Belief got the Wildcats here, now let’s hope it gets better.

NCAA Basketball: Selection Sunday-Northwestern Jerry Lai-USA TODAY Sports

It all started in Atlanta just shy of four years ago.

Northwestern athletic director Jim Phillips met with then-Duke assistant coach Chris Collins on March 25th, 2013, to interview him for the opening vacated by the firing of Bill Carmody.

Phillips had spoken to other candidates — including (possibly) current Vanderbilt head coach Bryce Drew — but Collins was the only assistant on the short list, and, of course, he was hired two days later.

When asked on Sunday about whether or not he had his doubts about Collins, who had only served as an assistant in the WNBA and college ranks, Phillips admitted he did, as anyone would. Why would Chris Collins be able to do something in Evanston that countless others before him couldn’t?
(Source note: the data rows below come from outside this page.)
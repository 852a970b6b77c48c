//! ECOGRID - CLI Entry Point
//!
//! Predator/prey ecosystem simulator.

use clap::{Parser, Subcommand};
use ecogrid::checkpoint::{Checkpoint, CheckpointManager};
use ecogrid::export::ExportSystem;
use ecogrid::stats::MEAN;
use ecogrid::{benchmark, Config, World};
use std::path::{Path, PathBuf};
use std::time::Instant;

#[derive(Parser)]
#[command(name = "ecogrid")]
#[command(version)]
#[command(about = "Predator/prey ecosystem simulator on a toroidal grid")]
struct Cli {
    #[command(subcommand)]
    command: Commands,
}

#[derive(Subcommand)]
enum Commands {
    /// Run a new simulation
    Run {
        /// Configuration file (YAML)
        #[arg(short, long, default_value = "config.yaml")]
        config: PathBuf,

        /// Number of epochs to simulate (defaults to run.epochs)
        #[arg(short, long)]
        epochs: Option<u64>,

        /// Output directory for statistics and checkpoints
        #[arg(short, long, default_value = "output")]
        output: PathBuf,

        /// Random seed for reproducibility
        #[arg(long)]
        seed: Option<u64>,

        /// Quiet mode (minimal output)
        #[arg(short, long)]
        quiet: bool,
    },

    /// Resume simulation from checkpoint
    Resume {
        /// Checkpoint file to resume from
        #[arg(short, long)]
        checkpoint: PathBuf,

        /// Number of additional epochs
        #[arg(short, long, default_value = "100")]
        epochs: u64,

        /// Output directory
        #[arg(short, long, default_value = "output")]
        output: PathBuf,
    },

    /// Run performance benchmark
    Benchmark {
        /// Number of epochs
        #[arg(short, long, default_value = "200")]
        epochs: u64,

        /// Grid side length
        #[arg(short, long, default_value = "40")]
        grid_size: usize,

        #[arg(long, default_value = "42")]
        seed: u64,
    },

    /// Generate default configuration file
    Init {
        /// Output path
        #[arg(short, long, default_value = "config.yaml")]
        output: PathBuf,
    },

    /// Analyze a checkpoint file
    Analyze {
        /// Checkpoint file
        checkpoint: PathBuf,
    },
}

fn init_logging(default_level: &str) {
    env_logger::Builder::from_env(env_logger::Env::default().default_filter_or(default_level))
        .init();
}

fn main() -> Result<(), Box<dyn std::error::Error>> {
    let cli = Cli::parse();

    match cli.command {
        Commands::Run {
            config,
            epochs,
            output,
            seed,
            quiet,
        } => run_simulation(config, epochs, output, seed, quiet),

        Commands::Resume {
            checkpoint,
            epochs,
            output,
        } => resume_simulation(checkpoint, epochs, output),

        Commands::Benchmark {
            epochs,
            grid_size,
            seed,
        } => {
            init_logging("warn");
            run_benchmark(epochs, grid_size, seed)
        }

        Commands::Init { output } => {
            init_logging("info");
            generate_config(output)
        }

        Commands::Analyze { checkpoint } => {
            init_logging("info");
            analyze_checkpoint(checkpoint)
        }
    }
}

/// Drive `world` for `epochs`, checkpointing along the way, then write
/// every export into `output`.
fn drive(
    world: &mut World,
    epochs: u64,
    output: &Path,
    quiet: bool,
) -> Result<(), Box<dyn std::error::Error>> {
    std::fs::create_dir_all(output)?;

    let mut checkpoint_mgr = CheckpointManager::new(
        output.join("checkpoints"),
        world.config.logging.checkpoint_interval,
        10, // Keep last 10 checkpoints
    )?;

    let start = Instant::now();
    let report = world.run_with_callback(epochs, |w| {
        if checkpoint_mgr.should_save(w.epoch) {
            if let Err(e) = checkpoint_mgr.save(&w.create_checkpoint()) {
                log::error!("Checkpoint error: {}", e);
            }
        }
    })?;
    let elapsed = start.elapsed();

    if !quiet {
        println!();
        println!("=== Simulation Complete ===");
        println!("Time: {:.2}s", elapsed.as_secs_f64());
        println!("Epochs run: {}", report.epochs_run);
        println!(
            "Speed: {:.1} epochs/s",
            report.epochs_run as f64 / elapsed.as_secs_f64().max(f64::EPSILON)
        );
        if let Some(species) = report.collapsed {
            println!("Stopped early: {} population collapsed", species);
        }
        let matings = world.history.mating_totals();
        println!(
            "Matings: {} attempts, {:.1}% successful",
            matings.attempts(),
            matings.success_rate() * 100.0
        );
        if let Some(latest) = world.history.latest() {
            println!("{}", world.history.summary(latest));
        }
    }

    let final_path = output.join("checkpoint_final.bin");
    world.create_checkpoint().save(&final_path)?;

    let stats_path = output.join("stats_history.json");
    world.history.save(&stats_path)?;

    let manifest = ExportSystem::export_full_state(world, output)?;
    if !quiet {
        println!("Final checkpoint: {}", final_path.display());
        println!("Stats history: {}", stats_path.display());
        println!("Population series: {}", manifest.population_file.display());
        println!("Trait statistics: {}", manifest.traits_file.display());
    }

    Ok(())
}

fn run_simulation(
    config_path: PathBuf,
    epochs: Option<u64>,
    output: PathBuf,
    seed: Option<u64>,
    quiet: bool,
) -> Result<(), Box<dyn std::error::Error>> {
    let (mut config, source) = if config_path.exists() {
        (Config::from_file(&config_path)?, "file")
    } else {
        (Config::default(), "defaults")
    };
    init_logging(&config.logging.log_level);
    log::info!("Configuration loaded from {} ({})", config_path.display(), source);

    if seed.is_some() {
        config.run.seed = seed;
    }
    let epochs = epochs.unwrap_or(config.run.epochs);

    let mut world = World::new(config)?;

    if !quiet {
        println!("Starting simulation");
        println!("  Seed: {}", world.seed());
        println!("  Initial population: {}", world.population());
        println!(
            "  Grid size: {}x{}",
            world.config.world.grid_size, world.config.world.grid_size
        );
        println!("  Epochs: {}", epochs);
    }

    drive(&mut world, epochs, &output, quiet)
}

fn resume_simulation(
    checkpoint_path: PathBuf,
    epochs: u64,
    output: PathBuf,
) -> Result<(), Box<dyn std::error::Error>> {
    let checkpoint = Checkpoint::load(&checkpoint_path)?;
    init_logging(&checkpoint.config.logging.log_level);

    let mut world = World::from_checkpoint(checkpoint)?;
    log::info!(
        "Resumed {} at epoch {} with {} animals",
        checkpoint_path.display(),
        world.epoch,
        world.population()
    );

    drive(&mut world, epochs, &output, false)
}

fn run_benchmark(epochs: u64, grid_size: usize, seed: u64) -> Result<(), Box<dyn std::error::Error>> {
    println!("=== ECOGRID Benchmark ===");
    println!("Epochs: {}", epochs);
    println!("Grid: {}x{}", grid_size, grid_size);
    println!();

    let result = benchmark(epochs, grid_size, seed)?;
    println!("{}", result);

    Ok(())
}

fn generate_config(output: PathBuf) -> Result<(), Box<dyn std::error::Error>> {
    let config = Config::default();
    config.save(&output)?;
    println!("Configuration saved to: {}", output.display());
    Ok(())
}

fn analyze_checkpoint(checkpoint_path: PathBuf) -> Result<(), Box<dyn std::error::Error>> {
    println!("=== Checkpoint Analysis ===");
    println!("File: {}", checkpoint_path.display());
    println!();

    let checkpoint = Checkpoint::load(&checkpoint_path)?;

    println!("Epoch: {}", checkpoint.epoch);
    println!("Seed: {}", checkpoint.random_seed);
    println!("Animals: {}", checkpoint.animals.len());
    println!("Food: {}", checkpoint.foods.len());

    let history = &checkpoint.history;
    for (s, species) in history.species.iter().enumerate() {
        let members: Vec<_> = checkpoint
            .animals
            .iter()
            .filter(|a| a.species == *species)
            .collect();

        println!();
        println!("{}: {}", species, members.len());
        if members.is_empty() {
            continue;
        }

        let max_gen = members.iter().map(|a| a.generation).max().unwrap_or(0);
        println!("  Max generation: {}", max_gen);

        if let Some(latest) = history.latest() {
            for (t, name) in ecogrid::animal::TRAIT_NAMES.iter().enumerate() {
                println!("  {:<20} {:>8.2}", name, latest.traits[[s, t, MEAN]]);
            }
        }
    }

    if let Some(first) = history.snapshots.first() {
        println!();
        println!("Recorded epochs: {} (from {})", history.len(), first.epoch);
    }

    println!();
    println!(
        "Checkpoint size: {:.2} MB",
        checkpoint.size_bytes() as f64 / 1_000_000.0
    );

    Ok(())
}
“You don’t ever truly know, you just go off your instincts and your research. I just had a great connection with Chris immediately,” Phillips said. “I still have a good connection with Coach K. To me, institutional fit is very important. The only area he lacked was head-coaching experience.”

It seems he made the right choice.

The hiring of Collins was a significant departure from others in Northwestern history, as he was a relatively big name coming out of one of the most prominent college basketball coaching trees of all time. Collins was different.
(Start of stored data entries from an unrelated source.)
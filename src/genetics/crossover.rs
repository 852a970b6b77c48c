//! Trait inheritance: parental averaging plus Gaussian mutation.

use crate::animal::Traits;
use crate::rng::gaussian;
use rand::Rng;

/// Offspring traits: each trait is the mean of the parents' values,
/// independently perturbed by `N(0, mutation_std)`. Results are floored at
/// zero. This is the only place noise enters an inherited trait.
pub fn blend_traits<R: Rng + ?Sized>(a: &Traits, b: &Traits, mutation_std: f64, rng: &mut R) -> Traits {
    let mut child = |x: f64, y: f64| gaussian(&mut *rng, (x + y) / 2.0, mutation_std).max(0.0);

    Traits {
        speed: child(a.speed, b.speed),
        sight_radius: child(a.sight_radius, b.sight_radius),
        max_hunger: child(a.max_hunger, b.max_hunger),
        max_age: child(a.max_age, b.max_age),
        reproductive_drive: child(a.reproductive_drive, b.reproductive_drive),
        nutritional_value: child(a.nutritional_value, b.nutritional_value),
    }
}
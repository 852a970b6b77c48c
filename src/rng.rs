use rand::{Rng, SeedableRng};
use rand_chacha::ChaCha8Rng;

/// Random source driving a simulation. Its state is serialisable, so
/// checkpoints resume the exact same stream.
pub type SimRng = ChaCha8Rng;

/// Create a deterministic RNG from a seed.
pub fn create_rng(seed: u64) -> SimRng {
    ChaCha8Rng::seed_from_u64(seed)
}

/// Standard normal sample via the Box-Muller transform.
pub fn standard_normal<R: Rng + ?Sized>(rng: &mut R) -> f64 {
    let u1: f64 = rng.gen::<f64>().max(f64::EPSILON);
    let u2: f64 = rng.gen::<f64>();
    (-2.0 * u1.ln()).sqrt() * (2.0 * std::f64::consts::PI * u2).cos()
}

/// Normal sample around `mean`. A zero std returns `mean` untouched and
/// consumes no randomness.
pub fn gaussian<R: Rng + ?Sized>(rng: &mut R, mean: f64, std: f64) -> f64 {
    if std == 0.0 {
        mean
    } else {
        mean + std * standard_normal(rng)
    }
}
But other Northwestern teams have thought they were going to the be the ones to make this The Year, yet they all failed. This one — as evidenced by the ESPN camera crew embedded with the Wildcats, the SportsCenter interview of Collins and the watch party attended by hundreds of fans — actually put some substance behind those words.

Basketball is a game of athletes, numbers, X’s and O’s that is so much more complicated than what meets the eye of a casual fan.
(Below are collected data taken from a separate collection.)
//! Toroidal occupancy layers for animals and food.
//!
//! Each layer maps a cell to at most one entity. Coordinates handed to
//! `Position::step` wrap modulo the grid size, so the board has no edges.

use crate::animal::AnimalId;
use crate::error::GridError;
use crate::food::Food;
use rand::Rng;
use serde::{Deserialize, Serialize};
use std::fmt;

/// A cell coordinate on the square grid
#[derive(Clone, Copy, Debug, PartialEq, Eq, Hash, PartialOrd, Ord, Serialize, Deserialize)]
pub struct Position {
    pub row: usize,
    pub col: usize,
}

impl Position {
    pub const fn new(row: usize, col: usize) -> Self {
        Self { row, col }
    }

    /// The adjacent cell in `direction`, wrapping around the board edges
    #[inline]
    pub fn step(self, direction: Direction, size: usize) -> Position {
        let (dr, dc) = direction.offset();
        Position {
            row: wrap(self.row as isize + dr, size),
            col: wrap(self.col as isize + dc, size),
        }
    }

    /// The four orthogonal neighbours in `Direction::ALL` order
    pub fn neighbors(self, size: usize) -> [Position; 4] {
        Direction::ALL.map(|d| self.step(d, size))
    }

    /// Shortest signed (row, col) offset from `self` to `other` on the torus
    pub fn offset_to(self, other: Position, size: usize) -> (isize, isize) {
        (
            shortest_delta(self.row, other.row, size),
            shortest_delta(self.col, other.col, size),
        )
    }

    /// Manhattan distance on the torus
    pub fn distance(self, other: Position, size: usize) -> usize {
        let (dr, dc) = self.offset_to(other, size);
        dr.unsigned_abs() + dc.unsigned_abs()
    }
}

impl fmt::Display for Position {
    fn fmt(&self, f: &mut fmt::Formatter<'_>) -> fmt::Result {
        write!(f, "({}, {})", self.row, self.col)
    }
}

#[inline]
fn wrap(value: isize, size: usize) -> usize {
    value.rem_euclid(size as isize) as usize
}

fn shortest_delta(from: usize, to: usize, size: usize) -> isize {
    let size = size as isize;
    let raw = (to as isize - from as isize).rem_euclid(size);
    if raw > size / 2 {
        raw - size
    } else {
        raw
    }
}

/// One of the four cardinal movement directions
#[derive(Clone, Copy, Debug, PartialEq, Eq, Hash, Serialize, Deserialize)]
pub enum Direction {
    /// Column + 1
    East,
    /// Row + 1
    South,
    /// Column - 1
    West,
    /// Row - 1
    North,
}

impl Direction {
    /// Fixed scan order used for neighbour interactions and offspring placement
    pub const ALL: [Direction; 4] = [
        Direction::East,
        Direction::South,
        Direction::West,
        Direction::North,
    ];

    /// (row, col) delta of a single step
    pub fn offset(self) -> (isize, isize) {
        match self {
            Direction::East => (0, 1),
            Direction::South => (1, 0),
            Direction::West => (0, -1),
            Direction::North => (-1, 0),
        }
    }

    pub fn index(self) -> usize {
        match self {
            Direction::East => 0,
            Direction::South => 1,
            Direction::West => 2,
            Direction::North => 3,
        }
    }

    pub fn from_index(index: usize) -> Self {
        Self::ALL[index % 4]
    }

    /// Turn by `quarter_turns` steps through `ALL`, wrapping in both directions
    pub fn rotate(self, quarter_turns: i32) -> Self {
        Self::from_index((self.index() as i32 + quarter_turns).rem_euclid(4) as usize)
    }

    pub fn random<R: Rng + ?Sized>(rng: &mut R) -> Self {
        Self::ALL[rng.gen_range(0..4)]
    }

    /// Direction that reduces a toroidal offset the most, preferring the larger axis
    pub fn toward(offset: (isize, isize)) -> Option<Self> {
        let (dr, dc) = offset;
        if dr == 0 && dc == 0 {
            return None;
        }
        if dr.abs() >= dc.abs() {
            Some(if dr > 0 { Direction::South } else { Direction::North })
        } else {
            Some(if dc > 0 { Direction::East } else { Direction::West })
        }
    }
}

/// A square, single-occupancy layer
#[derive(Clone, Debug, Serialize, Deserialize)]
pub struct Layer<T> {
    size: usize,
    /// Row-major cells
    cells: Vec<Option<T>>,
}

impl<T> Layer<T> {
    pub fn new(size: usize) -> Self {
        let mut cells = Vec::with_capacity(size * size);
        cells.resize_with(size * size, || None);
        Self { size, cells }
    }

    #[inline]
    pub fn size(&self) -> usize {
        self.size
    }

    #[inline]
    fn index(&self, position: Position) -> Result<usize, GridError> {
        if position.row < self.size && position.col < self.size {
            Ok(position.row * self.size + position.col)
        } else {
            Err(GridError::OutOfBounds {
                position,
                size: self.size,
            })
        }
    }

    /// Store `value` at `position`; fails if the cell is taken
    pub fn place(&mut self, position: Position, value: T) -> Result<(), GridError> {
        let idx = self.index(position)?;
        if self.cells[idx].is_some() {
            return Err(GridError::Occupied(position));
        }
        self.cells[idx] = Some(value);
        Ok(())
    }

    #[inline]
    pub fn occupant(&self, position: Position) -> Option<&T> {
        self.index(position)
            .ok()
            .and_then(|idx| self.cells[idx].as_ref())
    }

    #[inline]
    pub fn is_occupied(&self, position: Position) -> bool {
        self.occupant(position).is_some()
    }

    /// Clear a cell, returning what was there
    pub fn remove(&mut self, position: Position) -> Option<T> {
        let idx = self.index(position).ok()?;
        self.cells[idx].take()
    }

    /// Occupied cells in row-major order
    pub fn entities(&self) -> impl Iterator<Item = (Position, &T)> + '_ {
        let size = self.size;
        self.cells.iter().enumerate().filter_map(move |(idx, cell)| {
            cell.as_ref()
                .map(|value| (Position::new(idx / size, idx % size), value))
        })
    }

    /// Empty cells in row-major order
    pub fn empty_cells(&self) -> Vec<Position> {
        let size = self.size;
        self.cells
            .iter()
            .enumerate()
            .filter(|(_, cell)| cell.is_none())
            .map(|(idx, _)| Position::new(idx / size, idx % size))
            .collect()
    }

    pub fn count(&self) -> usize {
        self.cells.iter().filter(|c| c.is_some()).count()
    }
}

/// The two occupancy layers of the world
#[derive(Clone, Debug)]
pub struct Grid {
    size: usize,
    pub animals: Layer<AnimalId>,
    pub food: Layer<Food>,
}

impl Grid {
    pub fn new(size: usize) -> Self {
        Self {
            size,
            animals: Layer::new(size),
            food: Layer::new(size),
        }
    }

    #[inline]
    pub fn size(&self) -> usize {
        self.size
    }

    /// Relocate the animal at `from` to an empty `to`
    pub fn move_animal(&mut self, from: Position, to: Position) -> Result<(), GridError> {
        if self.animals.is_occupied(to) {
            return Err(GridError::Occupied(to));
        }
        if let Some(id) = self.animals.remove(from) {
            self.animals.place(to, id)?;
        }
        Ok(())
    }

    /// First free animal cell around `position`, scanning `Direction::ALL`
    pub fn free_neighbor(&self, position: Position) -> Option<Position> {
        position
            .neighbors(self.size)
            .into_iter()
            .find(|p| !self.animals.is_occupied(*p))
    }
}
When you see Bryant McIntosh hit an open floater in the lane, you might glance over the high ball screen that gave him the space. You definitely don’t see the thousands of hours of practice, from childhood to today, that made that form so effectively effortless. It’s also impossible to visualize the decisions needed to be made by players, parents, coaches and administrative members that even resulted in McIntosh — a former Indiana State commit — calling Evanston his college home.

Phillips also recalled March 17th, 2013 — a week before his meeting with Collins — as a pivotal date in the history of Northwestern basketball. It was Phillips’ son’s third birthday, but he was far from his home and was instead in Pekin, Ill., about a 190-mile drive from Welsh-Ryan if you take Interstate 80.

The setting was the Taphorn home, where Nathan Taphorn — one of two current Wildcats to be recruited by Carmody — was convinced by Phillips to honor his commitment to Northwestern even though the program didn’t have a coach at the time.

Taphorn was swayed, and he was convinced to buy a bleak bill of goods. It turned out to be a Warren Buffet-like investment.

"Four years ago, we took a chance because it was something we believed could be really special,” Collins said at the press conference held after the watch party. “When I believed, it came time to find others who would believe with me.”

Belief is a funny thing, and it often gets confused with hope. Belief is the acceptance or trusting that something is going to happen, while hope is more of a feeling or expectation. For Collins, Taphorn and Lumpkin to have had hope in Northwestern actually turning into just another power conference school with a NCAA Tournament berth, they would have needed an inkling of proof. That didn’t exist, so they needed to believe.

Maybe Collins’ greatest achievement with this team, even beyond the appearance in the 68-team field, was turning that belief into a reality. He recalled sitting in the living rooms of guys like McIntosh, Vic Law, Scottie Lindsey and Gavin Skelly, and didn’t implore them to buy into his offensive system or even the university, but into him.

And now, because of that blind trust, Northwestern can be upgraded to “normal college basketball team.” No more fun facts about a tournament drought or questions about whether this team is actually different than those led by Evan Eschmeyer, John Shurna or Drew Crawford. No more ESPN graphics reminding fans that ineptitude can last beyond one coach or one generation, but for multiple, stacked together like bricks of the world’s most depressing building.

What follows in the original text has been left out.